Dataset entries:
========
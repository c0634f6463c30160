//! Parley CLI - streaming chat responses over actors and event buses

use std::{path::PathBuf, time::Duration};

use anyhow::Result;
use clap::{Parser, Subcommand};

mod commands;
mod logging;

use commands::{DemoArgs, cmd_config_init, cmd_config_path, cmd_config_show, cmd_demo, load_config};
use logging::init_logging;

#[derive(Parser)]
#[command(name = "parley")]
#[command(about = "Streaming chat responses over actors and event buses")]
#[command(after_help = "\
QUICK START:
  parley config init                      # Write the default config
  parley demo                             # Stream a scripted reply
  parley demo --hang --interrupt-after-ms 300
  parley demo --json                      # Print every lifecycle event")]
struct Cli {
  /// Config file (default: ~/.config/parley/config.toml)
  #[arg(long, global = true, value_name = "PATH")]
  config: Option<PathBuf>,

  #[command(subcommand)]
  command: Commands,
}

/// Subcommands for `parley config`
#[derive(Subcommand)]
enum ConfigCommand {
  /// Show effective configuration
  Show,
  /// Write the default configuration file
  Init {
    /// Overwrite an existing file
    #[arg(long)]
    force: bool,
  },
  /// Print the config file location
  Path,
}

#[derive(Subcommand)]
enum Commands {
  /// Stream one scripted response through a chat actor
  Demo {
    /// User message sent to the model
    #[arg(short, long, default_value = "Say hello")]
    prompt: String,
    /// Text the scripted model streams back
    #[arg(short, long, default_value = "Hello from a scripted model, one word at a time.")]
    reply: String,
    /// Model name reported on chunks and requests
    #[arg(long, default_value = "scripted-1")]
    model: String,
    /// Delay between streamed chunks
    #[arg(long, default_value = "50")]
    chunk_delay_ms: u64,
    /// Interrupt the response after this many milliseconds
    #[arg(long)]
    interrupt_after_ms: Option<u64>,
    /// Never send a finish reason (pair with --interrupt-after-ms or Ctrl-C)
    #[arg(long)]
    hang: bool,
    /// Make the provider fail to open with this message
    #[arg(long, value_name = "MESSAGE")]
    fail: Option<String>,
    /// Print every event as a JSON line
    #[arg(long)]
    json: bool,
  },
  /// Manage configuration
  Config {
    #[command(subcommand)]
    command: ConfigCommand,
  },
}

#[tokio::main]
async fn main() -> Result<()> {
  let cli = Cli::parse();
  let config_path = cli.config.as_deref();

  // `config` subcommands must work even when the file on disk is broken
  let config = match &cli.command {
    Commands::Config { .. } => load_config(config_path).unwrap_or_default(),
    Commands::Demo { .. } => load_config(config_path)?,
  };
  let _guard = init_logging(&config.logging);

  match cli.command {
    Commands::Demo {
      prompt,
      reply,
      model,
      chunk_delay_ms,
      interrupt_after_ms,
      hang,
      fail,
      json,
    } => {
      let args = DemoArgs {
        prompt,
        reply,
        model,
        chunk_delay: Duration::from_millis(chunk_delay_ms),
        interrupt_after: interrupt_after_ms.map(Duration::from_millis),
        hang,
        fail,
        json,
      };
      cmd_demo(config, args).await
    }
    Commands::Config { command } => match command {
      ConfigCommand::Show => cmd_config_show(config_path),
      ConfigCommand::Init { force } => cmd_config_init(config_path, force),
      ConfigCommand::Path => cmd_config_path(config_path),
    },
  }
}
========
Action item: Each line above is to be copied exactly as written.

Reply to the exercise:
repository c0634f6463c30160
//! Parley CLI - streaming chat responses over actors and event buses

use std::{path::PathBuf, time::Duration};

use anyhow::Result;
use clap::{Parser, Subcommand};

mod commands;
mod logging;

use commands::{DemoArgs, cmd_config_init, cmd_config_path, cmd_config_show, cmd_demo, load_config};
use logging::init_logging;

#[derive(Parser)]
#[command(name = "parley")]
#[command(about = "Streaming chat responses over actors and event buses")]
#[command(after_help = "\
QUICK START:
  parley config init                      # Write the default config
  parley demo                             # Stream a scripted reply
  parley demo --hang --interrupt-after-ms 300
  parley demo --json                      # Print every lifecycle event")]
struct Cli {
  /// Config file (default: ~/.config/parley/config.toml)
  #[arg(long, global = true, value_name = "PATH")]
  config: Option<PathBuf>,

  #[command(subcommand)]
  command: Commands,
}

/// Subcommands for `parley config`
#[derive(Subcommand)]
enum ConfigCommand {
  /// Show effective configuration
  Show,
  /// Write the default configuration file
  Init {
    /// Overwrite an existing file
    #[arg(long)]
    force: bool,
  },
  /// Print the config file location
  Path,
}

#[derive(Subcommand)]
enum Commands {
  /// Stream one scripted response through a chat actor
  Demo {
    /// User message sent to the model
    #[arg(short, long, default_value = "Say hello")]
    prompt: String,
    /// Text the scripted model streams back
    #[arg(short, long, default_value = "Hello from a scripted model, one word at a time.")]
    reply: String,
    /// Model name reported on chunks and requests
    #[arg(long, default_value = "scripted-1")]
    model: String,
    /// Delay between streamed chunks
    #[arg(long, default_value = "50")]
    chunk_delay_ms: u64,
    /// Interrupt the response after this many milliseconds
    #[arg(long)]
    interrupt_after_ms: Option<u64>,
    /// Never send a finish reason (pair with --interrupt-after-ms or Ctrl-C)
    #[arg(long)]
    hang: bool,
    /// Make the provider fail to open with this message
    #[arg(long, value_name = "MESSAGE")]
    fail: Option<String>,
    /// Print every event as a JSON line
    #[arg(long)]
    json: bool,
  },
  /// Manage configuration
  Config {
    #[command(subcommand)]
    command: ConfigCommand,
  },
}

#[tokio::main]
async fn main() -> Result<()> {
  let cli = Cli::parse();
  let config_path = cli.config.as_deref();

  // `config` subcommands must work even when the file on disk is broken
  let config = match &cli.command {
    Commands::Config { .. } => load_config(config_path).unwrap_or_default(),
    Commands::Demo { .. } => load_config(config_path)?,
  };
  let _guard = init_logging(&config.logging);

  match cli.command {
    Commands::Demo {
      prompt,
      reply,
      model,
      chunk_delay_ms,
      interrupt_after_ms,
      hang,
      fail,
      json,
    } => {
      let args = DemoArgs {
        prompt,
        reply,
        model,
        chunk_delay: Duration::from_millis(chunk_delay_ms),
        interrupt_after: interrupt_after_ms.map(Duration::from_millis),
        hang,
        fail,
        json,
      };
      cmd_demo(config, args).await
    }
    Commands::Config { command } => match command {
      ConfigCommand::Show => cmd_config_show(config_path),
      ConfigCommand::Init { force } => cmd_config_init(config_path, force),
      ConfigCommand::Path => cmd_config_path(config_path),
    },
  }
}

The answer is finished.